Thursday, November 14, 2024

the tyranny of niceness

My department is the only one on campus that has a DEI staff person. Most departments can't afford them, so they typically work in school-level offices and central administrative units. Alas, my department is the biggest on campus so we have our very own assistant director of DEI. 

There have been DEI staff at every job I've had since I left grad school, and they've mostly been very nice — good ambassadors for their mandate of belonging. One has a Ph.D. in psychology and was previously a therapist, which fits well since DEI on campus is a deeply therapeutic exercise. They want people to feel included, they want people to feel they belong. Kumbaya.

Personally, I think DEI practices are antithetical to the actual business of a university, where we exclude people by design based on the quality of their academic work. Should we give everyone who does excellent work an equal shot? Yes! Does that mean we can discriminate based on race or gender? No! Discrimination is distasteful and, you know, illegal.

But I try and get along with my colleagues and I know most people here don't agree me about DEI. In all my previous jobs, I have worked very well with the DEI staff. They are nice people who need to pay their mortgages and I don't get any say in what they do so we all muddle along. 

The exception is my current job, where the DEI person — let's call her Tina — is, frankly, scary. 

Tina has a doctorate in education, and she will tell you she has a doctorate in education during every interaction she has with you. It's also in her email signature. (As far as I know, she's not aware that I have a Ph.D.) 

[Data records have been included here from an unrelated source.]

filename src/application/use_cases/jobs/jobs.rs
use uuid::Uuid;

use crate::application::access::{self, AuthUser};
use crate::application::errors::{ServiceError, ServiceResult};
use crate::application::ports::job_category_repository::JobCategoryRepository;
use crate::application::ports::job_repository::{JobFilter, JobPatch, JobRepository, NewJob};
use crate::application::services::validation::require_text;
use crate::domain::jobs::job::{Job, JobCategory, JobWithCount};

type Timestamp = chrono::DateTime<chrono::Utc>;

#[derive(Debug, Clone, Default)]
pub struct JobInput {
    pub name: Option<String>,
    pub location: Option<String>,
    pub category_id: Option<Uuid>,
    pub start_time: Option<Timestamp>,
    pub end_time: Option<Timestamp>,
    pub max_registrations: Option<i32>,
}

fn check_schedule(
    start: Option<Timestamp>,
    end: Option<Timestamp>,
    max_registrations: i32,
) -> ServiceResult<()> {
    if max_registrations <= 0 {
        return Err(ServiceError::bad_request(
            "max_registrations must be greater than zero",
        ));
    }
    if let (Some(start), Some(end)) = (start, end) {
        if end < start {
            return Err(ServiceError::bad_request("end_time must not precede start_time"));
        }
    }
    Ok(())
}

async fn load_category<C: JobCategoryRepository + ?Sized>(
    categories: &C,
    id: Uuid,
) -> ServiceResult<JobCategory> {
    categories
        .get(id)
        .await?
        .ok_or_else(|| ServiceError::not_found("Job category", id))
}

pub struct ListJobs<'a, R: JobRepository + ?Sized> {
    pub repo: &'a R,
}

impl<'a, R: JobRepository + ?Sized> ListJobs<'a, R> {
    pub async fn execute(
        &self,
        actor: &AuthUser,
        category_id: Option<Uuid>,
    ) -> ServiceResult<Vec<JobWithCount>> {
        let filter = JobFilter {
            category_id,
            include_staff_only: actor.role.is_staff(),
        };
        Ok(self.repo.list(&filter).await?)
    }
}

pub struct GetJob<'a, R: JobRepository + ?Sized> {
    pub repo: &'a R,
}

impl<'a, R: JobRepository + ?Sized> GetJob<'a, R> {
    pub async fn execute(&self, id: Uuid) -> ServiceResult<JobWithCount> {
        self.repo
            .get(id)
            .await?
            .ok_or_else(|| ServiceError::not_found("Job", id))
    }
}

pub struct CreateJob<'a, R, C>
where
    R: JobRepository + ?Sized,
    C: JobCategoryRepository + ?Sized,
{
    pub repo: &'a R,
    pub categories: &'a C,
}

impl<'a, R, C> CreateJob<'a, R, C>
where
    R: JobRepository + ?Sized,
    C: JobCategoryRepository + ?Sized,
{
    pub async fn execute(&self, actor: &AuthUser, input: JobInput) -> ServiceResult<Job> {
        access::require_admin(actor)?;
        let name = require_text("name", input.name.as_deref().unwrap_or_default())?;
        let category_id = input
            .category_id
            .ok_or_else(|| ServiceError::bad_request("category_id is required"))?;
        let max_registrations = input
            .max_registrations
            .ok_or_else(|| ServiceError::bad_request("max_registrations is required"))?;
        check_schedule(input.start_time, input.end_time, max_registrations)?;
        let category = load_category(self.categories, category_id).await?;
        let job = self
            .repo
            .create(&NewJob {
                name,
                location: input.location.unwrap_or_default().trim().to_string(),
                category_id,
                start_time: input.start_time,
                end_time: input.end_time,
                max_registrations,
                staff_only: category.staff_only,
                always_required: category.always_required,
            })
            .await?;
        Ok(job)
    }
}

pub struct UpdateJob<'a, R, C>
where
    R: JobRepository + ?Sized,
    C: JobCategoryRepository + ?Sized,
{
    pub repo: &'a R,
    pub categories: &'a C,
}

impl<'a, R, C> UpdateJob<'a, R, C>
where
    R: JobRepository + ?Sized,
    C: JobCategoryRepository + ?Sized,
{
    pub async fn execute(&self, actor: &AuthUser, id: Uuid, input: JobInput) -> ServiceResult<Job> {
        access::require_admin(actor)?;
        let existing = self
            .repo
            .get(id)
            .await?
            .ok_or_else(|| ServiceError::not_found("Job", id))?
            .job;
        check_schedule(
            input.start_time.or(existing.start_time),
            input.end_time.or(existing.end_time),
            input.max_registrations.unwrap_or(existing.max_registrations),
        )?;
        let category =
            load_category(self.categories, input.category_id.unwrap_or(existing.category_id))
                .await?;
        let patch = JobPatch {
            name: input
                .name
                .as_deref()
                .map(|n| require_text("name", n))
                .transpose()?,
            location: input.location.map(|l| l.trim().to_string()),
            category_id: input.category_id,
            start_time: input.start_time.map(Some),
            end_time: input.end_time.map(Some),
            max_registrations: input.max_registrations,
            staff_only: Some(category.staff_only),
            always_required: Some(category.always_required),
        };
        self.repo
            .update(id, &patch)
            .await?
            .ok_or_else(|| ServiceError::not_found("Job", id))
    }
}

pub struct DeleteJob<'a, R: JobRepository + ?Sized> {
    pub repo: &'a R,
}

impl<'a, R: JobRepository + ?Sized> DeleteJob<'a, R> {
    pub async fn execute(&self, actor: &AuthUser, id: Uuid) -> ServiceResult<()> {
        access::require_admin(actor)?;
        if self.repo.get(id).await?.is_none() {
            return Err(ServiceError::not_found("Job", id));
        }
        if self.repo.count_registrations(id).await? > 0 {
            return Err(ServiceError::conflict(
                "job is referenced by registrations and cannot be deleted",
            ));
        }
        self.repo.delete(id).await?;
        Ok(())
    }
}
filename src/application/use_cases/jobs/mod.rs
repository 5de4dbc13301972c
pub mod categories;
pub mod jobs;
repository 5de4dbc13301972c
pub mod payment;
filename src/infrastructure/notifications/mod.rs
pub mod log_notifier;
pub mod webhook_notifier;
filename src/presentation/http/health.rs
use axum::{Json, Router, extract::State, routing::get};
use serde::Serialize;
use utoipa::ToSchema;

use crate::bootstrap::app_context::AppContext;

#[derive(Debug, Clone, Copy, PartialEq, Eq, Serialize, ToSchema)]
#[serde(rename_all = "lowercase")]
pub enum HealthStatus {
    Ok,
    Degraded,
}

#[derive(Debug, Serialize, ToSchema)]
pub struct HealthResponse {
    pub status: HealthStatus,
    pub camp_name: String,
    pub registration_year: i32,
}

impl HealthStatus {
    fn from_db_check(db_ok: bool) -> Self {
        if db_ok {
            HealthStatus::Ok
        } else {
            HealthStatus::Degraded
        }
    }
}

#[utoipa::path(
    get,
    path = "/api/health",
    tag = "Health",
    security(()),
    responses((status = 200, body = HealthResponse))
)]
pub async fn health(State(ctx): State<AppContext>) -> Json<HealthResponse> {
    let db_ok = match sqlx::query_scalar::<_, i32>("SELECT 1")
        .fetch_one(ctx.pool())
        .await
    {
        Ok(_) => true,
        Err(err) => {
            tracing::warn!(error = ?err, "health_check_db_failed");
            false
        }
    };
    let camp = ctx.camp();
    Json(HealthResponse {
        status: HealthStatus::from_db_check(db_ok),
        camp_name: camp.camp_name.clone(),
        registration_year: camp.registration_year,
    })
}

pub fn routes(ctx: AppContext) -> Router {
    Router::new().route("/health", get(health)).with_state(ctx)
}
pub mod db;
pub mod notifications;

She is belligerent in emails but will be very sweet to your face. Every compliment is somehow also a backhanded criticism. ("The website looks good. Wasn't it supposed to be ready a year ago?"). I had a virtual meeting with her and the chair of the department in which some minor issue was decided in my favor and she exited the meeting immediately without saying goodbye. 

Were she given the power to do so, I'm certain she would fire me. 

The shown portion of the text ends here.